Implications for Practice
This evaluation suggests that PALS increased trainer confidence to deliver PA trainings and that the program was embedded in several state ECE systems. However, it is unknown that the extent to which PALS improved ECE provider’s PA practices in the classroom and overall program. This is an important topic for future evaluation. PALS seems acceptable to states, as evidenced by awarding training credits in many participating states and use by 22 states to date. Future efforts include continuing to scale and spread PALS by offering PALS TTT to more locations while continuing to offer refresher trainings for states already participating in PALS.
Footnotes
Authors’ Note:
The authors thank and recognize contributions made in the creation and development of the PALS program by Dr. Diane Craft, Ms. Allison Nihiser, and Mr. Michael Waldmiller.

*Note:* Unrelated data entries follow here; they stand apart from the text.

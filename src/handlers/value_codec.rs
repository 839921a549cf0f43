//! Shared value and TTL conventions for the data and key operations
//!
//! The store holds four container types. Arguments select one with a `type`
//! field; JSON values are converted to store elements here so every write
//! path shares one dispatch policy.

use crate::error::{McpError, Result};
use crate::store::RedisStore;
use serde::{Serialize, Serializer};
use serde_json::Value;

/// Container types accepted by `set`, `update` and `create_key`.
#[derive(Debug, Clone, Copy, PartialEq, Eq)]
pub enum ValueKind {
    String,
    List,
    Set,
    Hash,
}

impl ValueKind {
    /// Parse the requested type, defaulting to `string`.
    pub fn parse(requested: Option<&str>) -> Result<Self> {
        match requested.unwrap_or("string") {
            "string" => Ok(ValueKind::String),
            "list" => Ok(ValueKind::List),
            "set" => Ok(ValueKind::Set),
            "hash" => Ok(ValueKind::Hash),
            other => Err(McpError::InvalidParams(format!(
                "Unsupported type '{}': expected string, list, set or hash",
                other
            ))),
        }
    }

    /// Map a store TYPE reply onto a kind, for read dispatch.
    pub fn from_store_type(type_name: &str) -> Option<Self> {
        match type_name {
            "string" => Some(ValueKind::String),
            "list" => Some(ValueKind::List),
            "set" => Some(ValueKind::Set),
            "hash" => Some(ValueKind::Hash),
            _ => None,
        }
    }

    pub fn as_str(&self) -> &'static str {
        match self {
            ValueKind::String => "string",
            ValueKind::List => "list",
            ValueKind::Set => "set",
            ValueKind::Hash => "hash",
        }
    }
}

impl Serialize for ValueKind {
    fn serialize<S: Serializer>(&self, serializer: S) -> std::result::Result<S::Ok, S::Error> {
        serializer.serialize_str(self.as_str())
    }
}

/// TTL reporting convention: a positive remaining time serializes as the
/// number of seconds, no expiry as `"persistent"`, and a key that vanished
/// between checks as `"expired"`.
#[derive(Debug, Clone, Copy, PartialEq, Eq)]
pub enum TtlState {
    Seconds(i64),
    Persistent,
    Expired,
}

impl TtlState {
    /// Interpret a store TTL reply (-1 persists, -2 already gone).
    pub fn from_store(ttl: i64) -> Self {
        match ttl {
            -1 => TtlState::Persistent,
            -2 => TtlState::Expired,
            seconds => TtlState::Seconds(seconds),
        }
    }
}

impl Serialize for TtlState {
    fn serialize<S: Serializer>(&self, serializer: S) -> std::result::Result<S::Ok, S::Error> {
        match self {
            TtlState::Seconds(seconds) => serializer.serialize_i64(*seconds),
            TtlState::Persistent => serializer.serialize_str("persistent"),
            TtlState::Expired => serializer.serialize_str("expired"),
        }
    }
}

/// Render one JSON value as a store element. Strings pass through; anything
/// else keeps its compact JSON form.
pub fn element_text(value: &Value) -> String {
    match value {
        Value::String(s) => s.clone(),
        other => other.to_string(),
    }
}

/// Elements for a list write. Arrays are written as the full replacement
/// collection, scalars as a single element. An empty array yields a single
/// empty-string placeholder: a list with no elements cannot exist in the
/// store, and callers expect the key to survive the write.
pub fn list_elements(value: &Value) -> Vec<String> {
    match value {
        Value::Array(items) if items.is_empty() => vec![String::new()],
        Value::Array(items) => items.iter().map(element_text).collect(),
        scalar => vec![element_text(scalar)],
    }
}

/// Members for a set write. Arrays replace the whole set, scalars become a
/// single member. Empty arrays yield no members (the key will not exist).
pub fn set_members(value: &Value) -> Vec<String> {
    match value {
        Value::Array(items) => items.iter().map(element_text).collect(),
        scalar => vec![element_text(scalar)],
    }
}

/// Field pairs for a hash write; the value must be object-shaped.
pub fn hash_fields(value: &Value) -> Result<Vec<(String, String)>> {
    match value {
        Value::Object(map) => Ok(map
            .iter()
            .map(|(k, v)| (k.clone(), element_text(v)))
            .collect()),
        _ => Err(McpError::InvalidParams(
            "'value' must be an object when type is 'hash'".to_string(),
        )),
    }
}

/// Type-dispatched write shared by `set`, `update` and `create_key`.
/// Validation of the value shape happens before any store access. Returns
/// the store acknowledgement for the result field.
pub async fn write_typed(
    store: &RedisStore,
    key: &str,
    value: &Value,
    kind: ValueKind,
    ttl: Option<i64>,
) -> Result<Value> {
    match kind {
        ValueKind::String => {
            let text = element_text(value);
            let reply = store.write_string(key, &text, ttl).await?;
            Ok(Value::String(reply))
        }
        ValueKind::List => {
            let items = list_elements(value);
            let pushed = store.write_list(key, &items, ttl).await?;
            Ok(Value::from(pushed))
        }
        ValueKind::Set => {
            let members = set_members(value);
            let added = store.write_set(key, &members, ttl).await?;
            Ok(Value::from(added))
        }
        ValueKind::Hash => {
            let fields = hash_fields(value)?;
            let stored = store.write_hash(key, &fields, ttl).await?;
            Ok(Value::from(stored))
        }
    }
}

/// Type-dispatched read for `get`. The key is known to exist; its stored
/// type selects the primitive.
pub async fn read_typed(store: &RedisStore, key: &str, type_name: &str) -> Result<Value> {
    let kind = ValueKind::from_store_type(type_name).ok_or_else(|| {
        McpError::Store(format!(
            "Unsupported value type '{}' for key '{}'",
            type_name, key
        ))
    })?;

    match kind {
        ValueKind::String => Ok(store
            .read_string(key)
            .await?
            .map(Value::String)
            .unwrap_or(Value::Null)),
        ValueKind::List => Ok(Value::Array(
            store
                .read_list(key)
                .await?
                .into_iter()
                .map(Value::String)
                .collect(),
        )),
        ValueKind::Set => Ok(Value::Array(
            store
                .read_set(key)
                .await?
                .into_iter()
                .map(Value::String)
                .collect(),
        )),
        ValueKind::Hash => {
            let map = store.read_hash(key).await?;
            Ok(Value::Object(
                map.into_iter()
                    .map(|(k, v)| (k, Value::String(v)))
                    .collect(),
            ))
        }
    }
}

/// Type-dispatched size for `get_key_info`: length for strings and lists,
/// cardinality for sets, field count for hashes. Unknown container types
/// report no size.
pub async fn size_of(store: &RedisStore, key: &str, type_name: &str) -> Result<Option<i64>> {
    let size = match ValueKind::from_store_type(type_name) {
        Some(ValueKind::String) => Some(store.string_len(key).await?),
        Some(ValueKind::List) => Some(store.list_len(key).await?),
        Some(ValueKind::Set) => Some(store.set_card(key).await?),
        Some(ValueKind::Hash) => Some(store.hash_len(key).await?),
        None => None,
    };
    Ok(size)
}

Nemours Children’s Health would like to acknowledge the funding received from the Centers for Disease Control and Prevention (CDC) through Cooperative Agreement (6 NU38OT000304-04) to support the design, delivery, and evaluation of the Physical Activity Learning Sessions (PALS). The findings and conclusions of this report are those of the authors and do not necessarily represent the official position of the CDC.